_Task details:_ Nothing but the records, repeated exactly, should form the response.

Provided entries below:

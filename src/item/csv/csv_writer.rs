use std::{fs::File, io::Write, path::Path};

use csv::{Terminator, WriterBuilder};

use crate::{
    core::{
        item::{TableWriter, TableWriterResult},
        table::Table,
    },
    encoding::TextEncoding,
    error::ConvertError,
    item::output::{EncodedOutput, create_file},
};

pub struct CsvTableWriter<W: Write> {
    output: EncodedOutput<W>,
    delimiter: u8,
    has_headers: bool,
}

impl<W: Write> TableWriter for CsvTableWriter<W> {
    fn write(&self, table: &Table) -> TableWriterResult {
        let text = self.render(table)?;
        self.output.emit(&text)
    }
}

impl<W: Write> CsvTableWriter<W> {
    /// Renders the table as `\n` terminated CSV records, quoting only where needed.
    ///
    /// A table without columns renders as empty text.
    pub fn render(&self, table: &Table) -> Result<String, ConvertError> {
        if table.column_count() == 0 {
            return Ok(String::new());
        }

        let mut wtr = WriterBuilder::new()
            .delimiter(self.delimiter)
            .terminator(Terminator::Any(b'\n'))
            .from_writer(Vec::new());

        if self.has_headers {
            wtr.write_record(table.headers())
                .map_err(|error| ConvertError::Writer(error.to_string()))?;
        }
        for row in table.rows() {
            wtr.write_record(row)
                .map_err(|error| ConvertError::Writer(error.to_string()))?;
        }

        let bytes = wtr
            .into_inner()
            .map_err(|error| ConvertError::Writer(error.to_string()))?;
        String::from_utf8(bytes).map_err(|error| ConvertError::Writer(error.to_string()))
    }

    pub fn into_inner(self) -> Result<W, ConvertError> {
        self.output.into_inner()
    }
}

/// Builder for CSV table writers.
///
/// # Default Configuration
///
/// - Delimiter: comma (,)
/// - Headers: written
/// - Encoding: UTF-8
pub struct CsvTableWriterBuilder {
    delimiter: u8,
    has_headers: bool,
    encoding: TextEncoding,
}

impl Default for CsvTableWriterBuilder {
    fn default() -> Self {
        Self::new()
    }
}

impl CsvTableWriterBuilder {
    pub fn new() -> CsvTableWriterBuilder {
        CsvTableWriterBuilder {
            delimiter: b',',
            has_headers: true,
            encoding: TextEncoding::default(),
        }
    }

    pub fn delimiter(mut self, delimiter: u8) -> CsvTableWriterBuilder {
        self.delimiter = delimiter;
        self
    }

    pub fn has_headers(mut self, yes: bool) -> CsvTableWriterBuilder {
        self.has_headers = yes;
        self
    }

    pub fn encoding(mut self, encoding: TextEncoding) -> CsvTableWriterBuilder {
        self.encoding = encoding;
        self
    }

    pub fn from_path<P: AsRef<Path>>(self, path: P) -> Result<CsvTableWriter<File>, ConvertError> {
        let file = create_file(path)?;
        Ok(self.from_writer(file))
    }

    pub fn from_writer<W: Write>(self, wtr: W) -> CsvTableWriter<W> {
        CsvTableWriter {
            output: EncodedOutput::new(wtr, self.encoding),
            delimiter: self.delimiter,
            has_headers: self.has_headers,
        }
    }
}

End of Provided entries.

_Answer to the problem:_
filename src/item/csv/csv_writer.rs
use std::{fs::File, io::Write, path::Path};

use csv::{Terminator, WriterBuilder};

use crate::{
    core::{
        item::{TableWriter, TableWriterResult},
        table::Table,
    },
    encoding::TextEncoding,
    error::ConvertError,
    item::output::{EncodedOutput, create_file},
};

pub struct CsvTableWriter<W: Write> {
    output: EncodedOutput<W>,
    delimiter: u8,
    has_headers: bool,
}

impl<W: Write> TableWriter for CsvTableWriter<W> {
    fn write(&self, table: &Table) -> TableWriterResult {
        let text = self.render(table)?;
        self.output.emit(&text)
    }
}

impl<W: Write> CsvTableWriter<W> {
    /// Renders the table as `\n` terminated CSV records, quoting only where needed.
    ///
    /// A table without columns renders as empty text.
    pub fn render(&self, table: &Table) -> Result<String, ConvertError> {
        if table.column_count() == 0 {
            return Ok(String::new());
        }

        let mut wtr = WriterBuilder::new()
            .delimiter(self.delimiter)
            .terminator(Terminator::Any(b'\n'))
            .from_writer(Vec::new());

        if self.has_headers {
            wtr.write_record(table.headers())
                .map_err(|error| ConvertError::Writer(error.to_string()))?;
        }
        for row in table.rows() {
            wtr.write_record(row)
                .map_err(|error| ConvertError::Writer(error.to_string()))?;
        }

        let bytes = wtr
            .into_inner()
            .map_err(|error| ConvertError::Writer(error.to_string()))?;
        String::from_utf8(bytes).map_err(|error| ConvertError::Writer(error.to_string()))
    }

    pub fn into_inner(self) -> Result<W, ConvertError> {
        self.output.into_inner()
    }
}

/// Builder for CSV table writers.
///
/// # Default Configuration
///
/// - Delimiter: comma (,)
/// - Headers: written
/// - Encoding: UTF-8
pub struct CsvTableWriterBuilder {
    delimiter: u8,
    has_headers: bool,
    encoding: TextEncoding,
}

impl Default for CsvTableWriterBuilder {
    fn default() -> Self {
        Self::new()
    }
}

impl CsvTableWriterBuilder {
    pub fn new() -> CsvTableWriterBuilder {
        CsvTableWriterBuilder {
            delimiter: b',',
            has_headers: true,
            encoding: TextEncoding::default(),
        }
    }

    pub fn delimiter(mut self, delimiter: u8) -> CsvTableWriterBuilder {
        self.delimiter = delimiter;
        self
    }

    pub fn has_headers(mut self, yes: bool) -> CsvTableWriterBuilder {
        self.has_headers = yes;
        self
    }

    pub fn encoding(mut self, encoding: TextEncoding) -> CsvTableWriterBuilder {
        self.encoding = encoding;
        self
    }

    pub fn from_path<P: AsRef<Path>>(self, path: P) -> Result<CsvTableWriter<File>, ConvertError> {
        let file = create_file(path)?;
        Ok(self.from_writer(file))
    }

    pub fn from_writer<W: Write>(self, wtr: W) -> CsvTableWriter<W> {
        CsvTableWriter {
            output: EncodedOutput::new(wtr, self.encoding),
            delimiter: self.delimiter,
            has_headers: self.has_headers,
        }
    }
}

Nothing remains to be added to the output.